━━━━━ RECORDS SHOWN ━━━━━
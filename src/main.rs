// src/main.rs

use anyhow::Result;
use clap::Parser;
use shipkit::Deployer;
use shipkit::config::{DeployConfig, FrameworkDirs, PackageConfig};
use shipkit::scanner::BinaryScanner;
use std::path::{Path, PathBuf};
use tracing::info;

mod cli;

use cli::{Cli, Commands};

/// Derive the framework directory set from a single toolchain root
fn framework_from_root(root: &Path) -> FrameworkDirs {
    FrameworkDirs {
        bins: root.join("bin"),
        libs: root.join("lib"),
        plugins: root.join("plugins"),
        qml: root.join("qml"),
        translations: root.join("translations"),
        resources: root.join("resources"),
        libexecs: root.join("libexec"),
    }
}

/// Config file when given, defaults otherwise (flags fill the rest)
fn base_config(config: Option<PathBuf>) -> Result<DeployConfig> {
    match config {
        Some(path) => Ok(DeployConfig::load(&path)?),
        None => Ok(DeployConfig::default()),
    }
}

fn main() -> Result<()> {
    // Initialize tracing subscriber for logging
    tracing_subscriber::fmt()
        .with_env_filter(
            tracing_subscriber::EnvFilter::try_from_default_env()
                .unwrap_or_else(|_| tracing_subscriber::EnvFilter::new("info")),
        )
        .init();

    let cli = Cli::parse();

    match cli.command {
        Commands::Deploy {
            config,
            bins,
            output,
            framework_root,
            qml_dir,
            all_qml,
            system_libs,
            no_strip,
            no_overwrite,
            clear,
            force_clear,
            all_plugin_libs,
            extra_plugins,
            ignore,
            no_translations,
            lib_paths,
            recursion_depth,
        } => {
            let mut cfg = base_config(config)?;

            if let Some(output) = output {
                cfg.output_root = output;
            }
            if !bins.is_empty() {
                cfg.packages
                    .entry(String::new())
                    .or_insert_with(PackageConfig::default)
                    .targets
                    .extend(bins);
            }
            if let Some(root) = framework_root {
                cfg.framework = framework_from_root(&root);
            }
            if qml_dir.is_some() || all_qml {
                cfg.options.deploy_qml = true;
            }
            if let Some(dir) = qml_dir {
                cfg.options.qml_source_dir = Some(dir);
            }
            if all_qml {
                cfg.options.all_qml = true;
            }
            if system_libs {
                cfg.options.bundle_system_libs = true;
            }
            if no_strip {
                cfg.options.strip_binaries = false;
            }
            if no_overwrite {
                cfg.options.overwrite_existing = false;
            }
            if clear {
                cfg.options.clear_before_deploy = true;
            }
            if force_clear {
                cfg.options.force_clear = true;
            }
            if all_plugin_libs {
                cfg.options.bundle_non_framework_plugins = true;
            }
            cfg.options.extra_plugins.extend(extra_plugins);
            cfg.ignore.extend(ignore);
            if no_translations {
                cfg.options.no_translations = true;
            }
            cfg.extra_lib_paths.extend(lib_paths);
            if let Some(depth) = recursion_depth {
                cfg.scan_depth = depth;
            }

            let scanner = BinaryScanner::new(&cfg);
            let mut deployer = Deployer::new(&cfg, &scanner)?;
            deployer.deploy()?;

            println!(
                "Deployed {} package(s) to {}",
                cfg.packages.len(),
                cfg.output_root.display()
            );
            Ok(())
        }
        Commands::Clean {
            config,
            output,
            force,
        } => {
            let mut cfg = base_config(config)?;
            if let Some(output) = output {
                cfg.output_root = output;
            }
            if cfg.output_root.as_os_str().is_empty() {
                anyhow::bail!("no output root given; pass --output or --config");
            }

            info!("cleaning {}", cfg.output_root.display());

            // Teardown needs no packages, so drive the placement
            // engine directly instead of constructing a pipeline
            let ledger = match &cfg.ledger_dir {
                Some(dir) => shipkit::DeployLedger::with_store_dir(dir.clone()),
                None => shipkit::DeployLedger::new(),
            };
            let mut placer = shipkit::FilePlacer::new(
                cfg.output_root.clone(),
                cfg.options.overwrite_existing,
                shipkit::IgnoreRuleSet::new(&cfg.ignore),
                ledger,
            );
            placer.ledger_mut().load(&cfg.output_root)?;
            placer.clear(&cfg.output_root, force)?;
            placer.ledger().save(&cfg.output_root)?;

            println!("Cleaned {}", cfg.output_root.display());
            Ok(())
        }
    }
}
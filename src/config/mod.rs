// src/config/mod.rs

//! Deployment configuration types
//!
//! A deployment is described by one [`DeployConfig`]: the output root,
//! the framework toolchain directories, a set of named packages (each
//! with its own targets and output layout) and the option toggles. The
//! config is deserializable from TOML and is passed explicitly into
//! pipeline construction; there is no ambient global state.

use crate::error::{Error, Result};
use serde::{Deserialize, Serialize};
use std::collections::BTreeMap;
use std::fs;
use std::path::{Path, PathBuf};

/// Fixed output subpaths of one package, relative to the package root
#[derive(Debug, Clone, Serialize, Deserialize)]
#[serde(default)]
pub struct PackageLayout {
    /// Main binaries and launcher scripts
    pub bin: PathBuf,
    /// Bundled shared libraries
    pub lib: PathBuf,
    /// Framework plugin directories
    pub plugins: PathBuf,
    /// QML module tree
    pub qml: PathBuf,
    /// Translation catalogs
    pub translations: PathBuf,
    /// Framework resource files
    pub resources: PathBuf,
}

impl Default for PackageLayout {
    fn default() -> Self {
        Self {
            bin: PathBuf::from("bin"),
            lib: PathBuf::from("lib"),
            plugins: PathBuf::from("plugins"),
            qml: PathBuf::from("qml"),
            translations: PathBuf::from("translations"),
            resources: PathBuf::from("resources"),
        }
    }
}

impl PackageLayout {
    pub fn bin_dir(&self, package_root: &Path) -> PathBuf {
        package_root.join(&self.bin)
    }

    pub fn lib_dir(&self, package_root: &Path) -> PathBuf {
        package_root.join(&self.lib)
    }

    pub fn plugins_dir(&self, package_root: &Path) -> PathBuf {
        package_root.join(&self.plugins)
    }

    pub fn qml_dir(&self, package_root: &Path) -> PathBuf {
        package_root.join(&self.qml)
    }

    pub fn translations_dir(&self, package_root: &Path) -> PathBuf {
        package_root.join(&self.translations)
    }

    pub fn resources_dir(&self, package_root: &Path) -> PathBuf {
        package_root.join(&self.resources)
    }
}

/// One named package: a logical output root grouping targets that
/// share a distribution layout
#[derive(Debug, Clone, Default, Serialize, Deserialize)]
pub struct PackageConfig {
    /// Main binaries to deploy into this package
    #[serde(default)]
    pub targets: Vec<PathBuf>,

    /// Output layout, defaulting to bin/lib/plugins/qml/translations/resources
    #[serde(default)]
    pub layout: PackageLayout,
}

/// Framework toolchain directories used for classification and as the
/// source of plugins, QML modules, translations and runtime helpers
#[derive(Debug, Clone, Default, Serialize, Deserialize)]
#[serde(default)]
pub struct FrameworkDirs {
    /// Framework tool binaries
    pub bins: PathBuf,
    /// Framework shared libraries
    pub libs: PathBuf,
    /// Plugin catalog root
    pub plugins: PathBuf,
    /// QML module tree root
    pub qml: PathBuf,
    /// Translation catalog directory
    pub translations: PathBuf,
    /// Resource files (web-runtime payload and friends)
    pub resources: PathBuf,
    /// Helper-process binaries (libexec)
    pub libexecs: PathBuf,
}

impl FrameworkDirs {
    /// True when the path lives under any of the framework directories
    pub fn contains(&self, path: &Path) -> bool {
        [
            &self.bins,
            &self.libs,
            &self.plugins,
            &self.qml,
            &self.translations,
            &self.resources,
            &self.libexecs,
        ]
        .into_iter()
        .any(|dir| !dir.as_os_str().is_empty() && path.starts_with(dir))
    }
}

/// Option toggles controlling the pipeline stages
#[derive(Debug, Clone, Serialize, Deserialize)]
#[serde(default)]
pub struct DeployOptions {
    /// Enable QML extraction (stage 3)
    pub deploy_qml: bool,
    /// Application QML source tree; enables from-source import analysis
    pub qml_source_dir: Option<PathBuf>,
    /// Copy the entire framework QML tree instead of the imported subset
    pub all_qml: bool,
    /// Also bundle libraries classified as system-provided
    pub bundle_system_libs: bool,
    /// Strip debug symbols from bundled binaries
    pub strip_binaries: bool,
    /// Replace same-named files already present in the output
    pub overwrite_existing: bool,
    /// Remove previously deployed files before this run
    pub clear_before_deploy: bool,
    /// Delete the whole output root instead of only ledgered files
    pub force_clear: bool,
    /// Re-scan copied plugins for all libraries, not only framework ones
    pub bundle_non_framework_plugins: bool,
    /// Extra plugins to bundle: absolute paths, or names resolved
    /// against the framework plugin root
    pub extra_plugins: Vec<String>,
    /// Skip translation deployment (stage 6)
    pub no_translations: bool,
    /// Substring identifying framework-named libraries; limits the
    /// re-scan of copied plugins when non-framework bundling is off
    pub framework_lib_filter: String,
}

impl Default for DeployOptions {
    fn default() -> Self {
        Self {
            deploy_qml: false,
            qml_source_dir: None,
            all_qml: false,
            bundle_system_libs: false,
            strip_binaries: true,
            overwrite_existing: true,
            clear_before_deploy: false,
            force_clear: false,
            bundle_non_framework_plugins: false,
            extra_plugins: Vec::new(),
            no_translations: false,
            framework_lib_filter: "Qt".to_string(),
        }
    }
}

fn default_scan_depth() -> usize {
    8
}

/// Complete configuration for one deployment run
#[derive(Debug, Clone, Serialize, Deserialize)]
pub struct DeployConfig {
    /// Root directory receiving every package
    pub output_root: PathBuf,

    /// Packages keyed by name. The empty name is the default package
    /// and resolves to the output root itself.
    #[serde(default)]
    pub packages: BTreeMap<String, PackageConfig>,

    /// Framework toolchain directories
    #[serde(default)]
    pub framework: FrameworkDirs,

    /// Stage toggles
    #[serde(default)]
    pub options: DeployOptions,

    /// Recursion limit for transitive dependency resolution
    #[serde(default = "default_scan_depth")]
    pub scan_depth: usize,

    /// Glob patterns excluding dependencies and files from the kit
    #[serde(default)]
    pub ignore: Vec<String>,

    /// Additional library search paths consulted by the scanner
    #[serde(default)]
    pub extra_lib_paths: Vec<PathBuf>,

    /// Override for the ledger store directory; the per-user data
    /// directory is used when unset
    #[serde(default)]
    pub ledger_dir: Option<PathBuf>,
}

impl Default for DeployConfig {
    fn default() -> Self {
        Self {
            output_root: PathBuf::new(),
            packages: BTreeMap::new(),
            framework: FrameworkDirs::default(),
            options: DeployOptions::default(),
            scan_depth: default_scan_depth(),
            ignore: Vec::new(),
            extra_lib_paths: Vec::new(),
            ledger_dir: None,
        }
    }
}

impl DeployConfig {
    /// Load a configuration from a TOML file
    pub fn load(path: &Path) -> Result<Self> {
        let raw = fs::read_to_string(path)
            .map_err(|e| Error::Config(format!("cannot read {}: {}", path.display(), e)))?;
        let config: Self = toml::from_str(&raw)
            .map_err(|e| Error::Config(format!("cannot parse {}: {}", path.display(), e)))?;
        Ok(config)
    }

    /// Root directory of one package
    pub fn package_root(&self, name: &str) -> PathBuf {
        if name.is_empty() {
            self.output_root.clone()
        } else {
            self.output_root.join(name)
        }
    }

    /// Fail fast on configurations the pipeline cannot work with
    pub fn validate(&self) -> Result<()> {
        if self.output_root.as_os_str().is_empty() {
            return Err(Error::Config("output_root is not set".to_string()));
        }
        if self.packages.is_empty() {
            return Err(Error::Config("no packages configured".to_string()));
        }
        if self.packages.values().all(|p| p.targets.is_empty()) {
            return Err(Error::Config(
                "no targets configured in any package".to_string(),
            ));
        }
        Ok(())
    }
}
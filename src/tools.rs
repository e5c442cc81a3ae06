// src/tools.rs

//! Bounded external tool invocation
//!
//! Every subprocess the kit builder spawns (symbol stripping, installer
//! lookup helpers) runs with a nullified stdin and a hard timeout. A
//! timeout kills the child and is reported in the structured
//! [`ToolOutcome`]; callers treat it like any other tool failure:
//! logged and skipped, never fatal and never retried.

use crate::error::{Error, Result};
use std::path::{Path, PathBuf};
use std::process::{Command, Stdio};
use std::time::Duration;
use tracing::{debug, warn};
use wait_timeout::ChildExt;

/// Default timeout for external tool invocation (60 seconds)
pub const DEFAULT_TOOL_TIMEOUT: Duration = Duration::from_secs(60);

/// Structured result of one tool run
#[derive(Debug, Clone, Copy, PartialEq, Eq)]
pub struct ToolOutcome {
    /// Exit code, when the process exited on its own
    pub status: Option<i32>,
    /// True when the run was killed after the timeout elapsed
    pub timed_out: bool,
}

impl ToolOutcome {
    /// The tool ran to completion with a zero exit code
    pub fn success(&self) -> bool {
        !self.timed_out && self.status == Some(0)
    }
}

/// Run one external tool to completion with a bounded timeout.
///
/// Spawn failure (tool missing, not executable) is an error; a non-zero
/// exit or a timeout is reported in the outcome, not as an error.
pub fn run_tool(program: &Path, args: &[&str], timeout: Duration) -> Result<ToolOutcome> {
    debug!("running {} {:?}", program.display(), args);

    let mut child = Command::new(program)
        .args(args)
        .stdin(Stdio::null()) // prevent stdin hangs
        .stdout(Stdio::null())
        .stderr(Stdio::null())
        .spawn()
        .map_err(|e| Error::Tool(format!("cannot spawn {}: {}", program.display(), e)))?;

    match child.wait_timeout(timeout)? {
        Some(status) => Ok(ToolOutcome {
            status: status.code(),
            timed_out: false,
        }),
        None => {
            let _ = child.kill();
            let _ = child.wait();
            warn!(
                "{} timed out after {} seconds",
                program.display(),
                timeout.as_secs()
            );
            Ok(ToolOutcome {
                status: None,
                timed_out: true,
            })
        }
    }
}

/// Strip debug symbols from one binary via the host `strip` tool
pub fn strip_binary(path: &Path) -> Result<()> {
    let strip = which::which("strip")
        .map_err(|_| Error::Tool("strip tool not found on this host".to_string()))?;

    let outcome = run_tool(&strip, &[&path.to_string_lossy()], DEFAULT_TOOL_TIMEOUT)?;
    if !outcome.success() {
        return Err(Error::Tool(format!(
            "strip failed on {} (status {:?}, timed out: {})",
            path.display(),
            outcome.status,
            outcome.timed_out
        )));
    }
    Ok(())
}

/// Locate a platform runtime-redistributable installer near the
/// framework binary directory. Absence is expected on most hosts.
pub fn find_redistributable(framework_bins: &Path) -> Option<PathBuf> {
    let mut candidates = vec![framework_bins.to_path_buf()];
    if let Some(parent) = framework_bins.parent() {
        candidates.push(parent.to_path_buf());
        candidates.push(parent.join("redist"));
    }

    for dir in candidates {
        let entries = match std::fs::read_dir(&dir) {
            Ok(entries) => entries,
            Err(_) => continue,
        };
        for entry in entries.flatten() {
            let name = entry.file_name().to_string_lossy().to_ascii_lowercase();
            if (name.starts_with("vc_redist") || name.starts_with("vcredist"))
                && name.ends_with(".exe")
                && entry.path().is_file()
            {
                return Some(entry.path());
            }
        }
    }
    None
}

#[cfg(test)]
mod tests {
    use super::*;
    use tempfile::TempDir;

    #[test]
    fn test_outcome_success() {
        let ok = ToolOutcome {
            status: Some(0),
            timed_out: false,
        };
        let failed = ToolOutcome {
            status: Some(1),
            timed_out: false,
        };
        let hung = ToolOutcome {
            status: None,
            timed_out: true,
        };
        assert!(ok.success());
        assert!(!failed.success());
        assert!(!hung.success());
    }

    #[test]
    fn test_missing_tool_is_an_error() {
        let result = run_tool(
            Path::new("/nonexistent/shipkit-test-tool"),
            &[],
            Duration::from_secs(1),
        );
        assert!(result.is_err());
    }

    #[test]
    #[cfg(unix)]
    fn test_run_tool_captures_exit_code() {
        let outcome = run_tool(Path::new("/bin/sh"), &["-c", "exit 3"], DEFAULT_TOOL_TIMEOUT)
            .unwrap();
        assert_eq!(outcome.status, Some(3));
        assert!(!outcome.timed_out);
    }

    #[test]
    #[cfg(unix)]
    fn test_run_tool_times_out() {
        let outcome = run_tool(
            Path::new("/bin/sh"),
            &["-c", "sleep 5"],
            Duration::from_millis(100),
        )
        .unwrap();
        assert!(outcome.timed_out);
        assert_eq!(outcome.status, None);
    }

    #[test]
    fn test_find_redistributable() {
        let temp = TempDir::new().unwrap();
        let bins = temp.path().join("bin");
        std::fs::create_dir_all(&bins).unwrap();
        assert!(find_redistributable(&bins).is_none());

        std::fs::write(temp.path().join("vc_redist.x64.exe"), b"installer").unwrap();
        let found = find_redistributable(&bins).unwrap();
        assert_eq!(found, temp.path().join("vc_redist.x64.exe"));
    }
}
━━━━━
DESCRIPTION OF THE TASK: Given the data above, which lines hold the string "Stdio"? Return them.

EXERCISE SOLUTION:
use std::process::{Command, Stdio};
        .stdin(Stdio::null()) // prevent stdin hangs
        .stdout(Stdio::null())
        .stderr(Stdio::null())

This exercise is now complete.